Leaving the huge art collection behind, I wander through the quaint Old Town’s streets and steep inclines until I stumble across a decorated doorway pressed into a building by a narrow alley. A glass inset in the door houses a charming display — a miniature replica of the apartment building before me, complete with tiny people at their windows and thimble-sized Christmas decorations.

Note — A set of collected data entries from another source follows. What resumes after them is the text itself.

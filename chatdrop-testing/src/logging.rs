//! Per-test log capture.
//!
//! Every test gets its own `tracing` dispatcher and its own tokio runtime whose worker threads all
//! use that dispatcher, so log events from spawned tasks and blocking workers end up with the
//! test that caused them instead of being interleaved with other tests running in parallel.
use crate::Result;
use std::{
    cell::RefCell,
    future::Future,
    io::Write,
    panic::AssertUnwindSafe,
    sync::{Arc, Mutex},
    time::Duration,
};
use tracing_subscriber::fmt::MakeWriter;

/// Default filter when `RUST_LOG` isn't set
const DEFAULT_FILTER: &str = "h2=warn,hyper=info,rustls=info,aws=info,debug";

/// Buffers the formatted log events of a single test
#[derive(Clone, Default)]
struct CapturedLogs {
    buffer: Arc<Mutex<Vec<u8>>>,
}

impl CapturedLogs {
    /// Empty the buffer and return what was in it
    fn take(&self) -> String {
        let buffer = std::mem::take(&mut *self.buffer.lock().unwrap());

        String::from_utf8_lossy(&buffer).into_owned()
    }
}

impl<'a> Write for &'a CapturedLogs {
    fn write(&mut self, buf: &[u8]) -> std::io::Result<usize> {
        self.buffer.lock().unwrap().write(buf)
    }

    fn flush(&mut self) -> std::io::Result<()> {
        Ok(())
    }
}

impl<'a> MakeWriter<'a> for CapturedLogs {
    type Writer = &'a Self;

    fn make_writer(&'a self) -> Self::Writer {
        self
    }
}

/// Run a test future with logging enabled, in place of `#[tokio::test]`.
///
/// The log output of the test is printed when it finishes, whether it passed, failed or
/// panicked.
pub fn test_with_logging(test: impl Future<Output = Result<()>>) -> Result<()> {
    test_with_captured_logs(test).map(|_| ())
}

/// Like [`test_with_logging`], but on success also returns the formatted log output so the test
/// can make assertions about what was logged.
///
/// Log level filtering still follows `RUST_LOG`, so assertions should only look for events at
/// `info` or above.
pub fn test_with_captured_logs(test: impl Future<Output = Result<()>>) -> Result<String> {
    let logs = CapturedLogs::default();

    let dispatch = {
        use tracing_subscriber::prelude::*;
        use tracing_subscriber::{fmt, EnvFilter};

        let format = fmt::layer()
            .with_level(true)
            .with_target(true)
            .with_thread_ids(true)
            .with_thread_names(false)
            .with_ansi(false)
            .with_writer(logs.clone());

        let filter = EnvFilter::try_from_default_env()
            .or_else(|_| EnvFilter::try_new(DEFAULT_FILTER))?;

        Arc::new(tracing::Dispatch::new(
            tracing_subscriber::registry().with(filter).with(format),
        ))
    };

    let result = tracing::dispatcher::with_default(&dispatch, || -> Result<Result<()>> {
        std::thread_local! {
            static THREAD_DISPATCHER_GUARD: RefCell<Option<tracing::subscriber::DefaultGuard>> = RefCell::new(None);
        }

        let mut builder = tokio::runtime::Builder::new_multi_thread();
        builder.enable_all();
        {
            let dispatch = dispatch.clone();
            builder.on_thread_start(move || {
                THREAD_DISPATCHER_GUARD.with(|cell| {
                    cell.replace(Some(tracing::dispatcher::set_default(&dispatch)));
                })
            });
        }
        builder.on_thread_stop(|| {
            THREAD_DISPATCHER_GUARD.with(|cell| cell.replace(None));
        });

        let runtime = builder.build()?;

        let outcome = std::panic::catch_unwind(AssertUnwindSafe(move || {
            let result = runtime.block_on(test);
            runtime.shutdown_timeout(Duration::from_secs(10));

            result
        }));

        println!("Log events from this test: \n{}", logs_snapshot(&logs));

        match outcome {
            Ok(result) => Ok(result),
            Err(panic) => std::panic::resume_unwind(panic),
        }
    })?;

    result?;

    Ok(logs.take())
}

fn logs_snapshot(logs: &CapturedLogs) -> String {
    String::from_utf8_lossy(&logs.buffer.lock().unwrap()).into_owned()
}
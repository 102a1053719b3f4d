//! Publishing of an extracted archive back into object storage.
//!
//! Every file under the scratch root is uploaded under the extracted prefix, keeping its path
//! relative to the root.  The archive itself was downloaded into the same root, so any file with
//! the archive's file name is left out.
//!
//! Each file is stored with a content type guessed from its name, which mirroring later carries
//! over to the copies.
//!
//! Failure to upload one file doesn't stop the others.  Each failure is logged and counted, and
//! publishing always finishes with a summary rather than an error.
use crate::objstore::Bucket;
use crate::pipeline::PipelineProgressCallback;
use crate::{Config, Result};
use futures::StreamExt;
use snafu::prelude::*;
use std::path::{Path, PathBuf};
use tracing::{debug, error, info, instrument};

/// Totals for one publish pass
#[derive(Clone, Copy, Debug, Default, PartialEq, Eq)]
pub struct PublishSummary {
    /// Files uploaded successfully
    pub uploaded: usize,
    /// Files whose upload failed
    pub failed: usize,
    /// Files left out because they are the archive itself
    pub skipped: usize,
    /// Total size of the uploaded files
    pub bytes: u64,
}

/// A file in scratch storage waiting to be published
#[derive(Clone, Debug)]
struct LocalFile {
    path: PathBuf,
    relative_path: String,
    size: u64,
}

#[derive(Debug)]
pub struct TreePublisher {
    bucket: Box<dyn Bucket>,
    max_concurrent_requests: usize,
}

impl TreePublisher {
    pub fn new(bucket: Box<dyn Bucket>, config: &Config) -> Self {
        Self {
            bucket,
            max_concurrent_requests: config.max_concurrent_requests.max(1),
        }
    }

    /// Upload every file under `root` to `prefix` followed by its `/` separated path relative to
    /// `root`.
    ///
    /// Only a failure to enumerate the scratch tree is an error.  Upload failures are reported
    /// through `progress` and counted in the returned summary.
    #[instrument(skip(self, root, progress), fields(bucket = self.bucket.name()))]
    pub async fn publish(
        &self,
        root: &Path,
        prefix: &str,
        archive_file_name: &str,
        progress: &dyn PipelineProgressCallback,
    ) -> Result<PublishSummary> {
        let (files, skipped) = list_local_files(root, archive_file_name).await?;

        info!(files = files.len(), skipped, "Publishing extracted files");

        let mut summary = PublishSummary {
            skipped,
            ..Default::default()
        };

        let uploads = files.into_iter().map(|file| {
            let key = format!("{prefix}{}", file.relative_path);
            let content_type = content_type_for(&file.relative_path);

            async move {
                let result = self
                    .bucket
                    .upload_file(&key, &file.path, content_type)
                    .await;

                (key, file.size, result)
            }
        });
        let mut results =
            futures::stream::iter(uploads).buffer_unordered(self.max_concurrent_requests);

        while let Some((key, size, result)) = results.next().await {
            match result {
                Ok(_) => {
                    debug!(%key, size, "Published file");

                    progress.object_published(&key, size);
                    summary.uploaded += 1;
                    summary.bytes += size;
                }
                Err(e) => {
                    error!(%key, err = ?e, "Failed to publish extracted file; continuing with the rest");

                    progress.object_publish_failed(&key, &e);
                    summary.failed += 1;
                }
            }
        }

        info!(
            uploaded = summary.uploaded,
            failed = summary.failed,
            bytes = summary.bytes,
            "Finished publishing extracted files"
        );

        Ok(summary)
    }
}

/// The MIME type for a file named `relative_path`, if its extension is a known one
fn content_type_for(relative_path: &str) -> Option<String> {
    mime_guess::from_path(relative_path)
        .first_raw()
        .map(str::to_string)
}

/// Walk `root` and list every file in it, except for those named `archive_file_name`.
///
/// Returns the files to publish, in path order, along with how many were left out.
async fn list_local_files(root: &Path, archive_file_name: &str) -> Result<(Vec<LocalFile>, usize)> {
    let root = root.to_path_buf();
    let archive_file_name = archive_file_name.to_string();

    tokio::task::spawn_blocking(move || -> Result<(Vec<LocalFile>, usize)> {
        let mut files = Vec::new();
        let mut skipped = 0;

        for entry in walkdir::WalkDir::new(&root).sort_by_file_name() {
            let entry = entry.with_context(|_| crate::error::WalkScratchSnafu { root: &root })?;

            if !entry.file_type().is_file() {
                continue;
            }

            if entry.file_name() == archive_file_name.as_str() {
                debug!(path = %entry.path().display(), "Leaving out the archive itself");
                skipped += 1;
                continue;
            }

            let relative = entry.path().strip_prefix(&root).unwrap_or(entry.path());
            let size = entry
                .metadata()
                .with_context(|_| crate::error::WalkScratchSnafu { root: &root })?
                .len();

            files.push(LocalFile {
                path: entry.path().to_path_buf(),
                relative_path: crate::extract::relative_key(relative),
                size,
            });
        }

        Ok((files, skipped))
    })
    .await
    .context(crate::error::SpawnBlockingSnafu)?
}
//! Progress bar rendering for pipeline runs
use chatdrop::{ChatDropError, CopySummary, PipelineOutcome, PublishSummary, Stage, TriggerEvent};
use std::time::{Duration, Instant};

/// Run the pipeline for one event, with progress bars for extra pretty-ness
pub(crate) async fn run_pipeline(
    globals: &super::Globals,
    pipeline: &chatdrop::Pipeline,
    event: &TriggerEvent,
) -> chatdrop::Result<PipelineOutcome> {
    let progress = PipelineProgressReport::new(hide_progress(globals), event);

    pipeline.run(event, progress).await
}

/// Progress should be hidden for either of verbose mode (because there will be a flurry of log
/// messages and the progress bar rendering will be all messed up), or quiet mode (because
/// progress bars are not quiet).
fn hide_progress(globals: &super::Globals) -> bool {
    globals.verbose || globals.quiet
}

/// Receives progress updates from the pipeline and renders them as a stage spinner plus one bar
/// each for publishing and copying
struct PipelineProgressReport {
    multi: indicatif::MultiProgress,

    /// The stage the run is in
    stage: indicatif::ProgressBar,

    /// Extracted files uploaded so far, failed or not, out of the files in the archive
    published: indicatif::ProgressBar,

    /// Objects mirrored to the chats prefix so far
    copied: indicatif::ProgressBar,

    started: Instant,
}

impl PipelineProgressReport {
    fn new(hide_progress: bool, event: &TriggerEvent) -> Self {
        fn bar_style() -> indicatif::ProgressStyle {
            indicatif::ProgressStyle::with_template(
                "{spinner:.green} {prefix:>8}: {msg:<55!} [{bar:20.cyan/blue}] {pos}/{len}",
            )
            .unwrap()
            .progress_chars("#>-")
        }

        fn counter_style() -> indicatif::ProgressStyle {
            indicatif::ProgressStyle::with_template(
                "{spinner:.green} {prefix:>8}: {msg:<55!} {pos} objects",
            )
            .unwrap()
        }

        let multi = if !hide_progress {
            indicatif::MultiProgress::new()
        } else {
            indicatif::MultiProgress::with_draw_target(indicatif::ProgressDrawTarget::hidden())
        };

        let stage = multi.add(indicatif::ProgressBar::new_spinner());
        stage.set_style(
            indicatif::ProgressStyle::with_template("{spinner:.blue} {prefix}: {msg}").unwrap(),
        );
        stage.set_prefix(format!("s3://{}/{}", event.bucket, event.key));
        stage.enable_steady_tick(Duration::from_millis(120));

        let published = multi.add(indicatif::ProgressBar::new(0));
        published.set_style(bar_style());
        published.set_prefix("Publish");

        let copied = multi.add(indicatif::ProgressBar::new_spinner());
        copied.set_style(counter_style());
        copied.set_prefix("Copy");

        Self {
            multi,
            stage,
            published,
            copied,
            started: Instant::now(),
        }
    }

    fn println(&self, message: String) {
        // Only fails when the terminal is gone, at which point nobody would see the message
        let _ = self.multi.println(message);
    }
}

impl Drop for PipelineProgressReport {
    fn drop(&mut self) {
        self.stage.finish_and_clear();
        self.published.finish_and_clear();
        self.copied.finish_and_clear();
    }
}

impl chatdrop::PipelineProgressCallback for PipelineProgressReport {
    fn stage_entered(&self, stage: Stage) {
        self.stage.set_message(stage.to_string());
    }

    fn archive_downloaded(&self, key: &str, size: u64) {
        let size = indicatif::BinaryBytes(size);

        self.println(format!("Downloaded '{key}' ({size})"));
    }

    fn archive_extracted(&self, entries: usize, bytes: u64) {
        self.published.set_length(entries as u64);

        let entries = indicatif::HumanCount(entries as u64);
        let bytes = indicatif::BinaryBytes(bytes);
        self.println(format!("Extracted {entries} files ({bytes})"));
    }

    fn object_published(&self, key: &str, _size: u64) {
        self.published.inc(1);
        self.published.set_message(key.to_string());
    }

    fn object_publish_failed(&self, key: &str, error: &ChatDropError) {
        self.published.inc(1);
        self.println(format!("Failed to publish '{key}': {error}"));
    }

    fn publish_finished(&self, summary: &PublishSummary) {
        self.published.finish_and_clear();

        let uploaded = indicatif::HumanCount(summary.uploaded as u64);
        let failed = indicatif::HumanCount(summary.failed as u64);
        let bytes = indicatif::BinaryBytes(summary.bytes);
        self.println(format!(
            "Published {uploaded} files ({bytes}); {failed} failed"
        ));
    }

    fn marker_checked(&self, key: &str, present: bool) {
        if present {
            self.println(format!("Found chat marker '{key}'"));
        }
    }

    fn object_copied(&self, _source_key: &str, target_key: &str, _size: u64) {
        self.copied.inc(1);
        self.copied.set_message(target_key.to_string());
    }

    fn copy_finished(&self, summary: &CopySummary) {
        self.copied.finish_and_clear();

        let objects = indicatif::HumanCount(summary.objects as u64);
        let bytes = indicatif::BinaryBytes(summary.bytes);
        self.println(format!("Copied {objects} objects ({bytes})"));
    }

    fn completion_recorded(&self, collection_path: &str, document_id: &str) {
        let elapsed = indicatif::HumanDuration(self.started.elapsed());

        self.println(format!(
            "Recorded completion in '{collection_path}/{document_id}' after {elapsed}"
        ));
    }
}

I’m thrilled when I learn this glass display and its contents is actually the Hoosesagg Museum. Basel’s tiniest museum is “small enough to fit in your pocket” and run by the Vergeat family, who live in the house.

It’s Christmas!

Browsing the festive store window displays nearby, I come across a bright green shopfront, adorned with the most intricate Christmas ornaments. The Johann Wanner store is a specialty Christmas shop, which runs through the year. The Swiss institution is packed with delicate, handcrafted baubles and Christmassy things, available all year round.

Across the road from the Barfüsserplatz market, I spot a toy museum. If there was ever a chance to actualise a childhood dream, this was it. Dolls, with the kinds of beady eyes that follow you round the room; impossibly detailed doll houses, over 2,000 teddy bears — the four-storied collection borders on unsettling at times but, I imagine, to a child, it is reminiscent of Santa’s workshop. Especially during Christmas.

The freelance journalist travels to eat strange foods and collect even stranger musical instruments.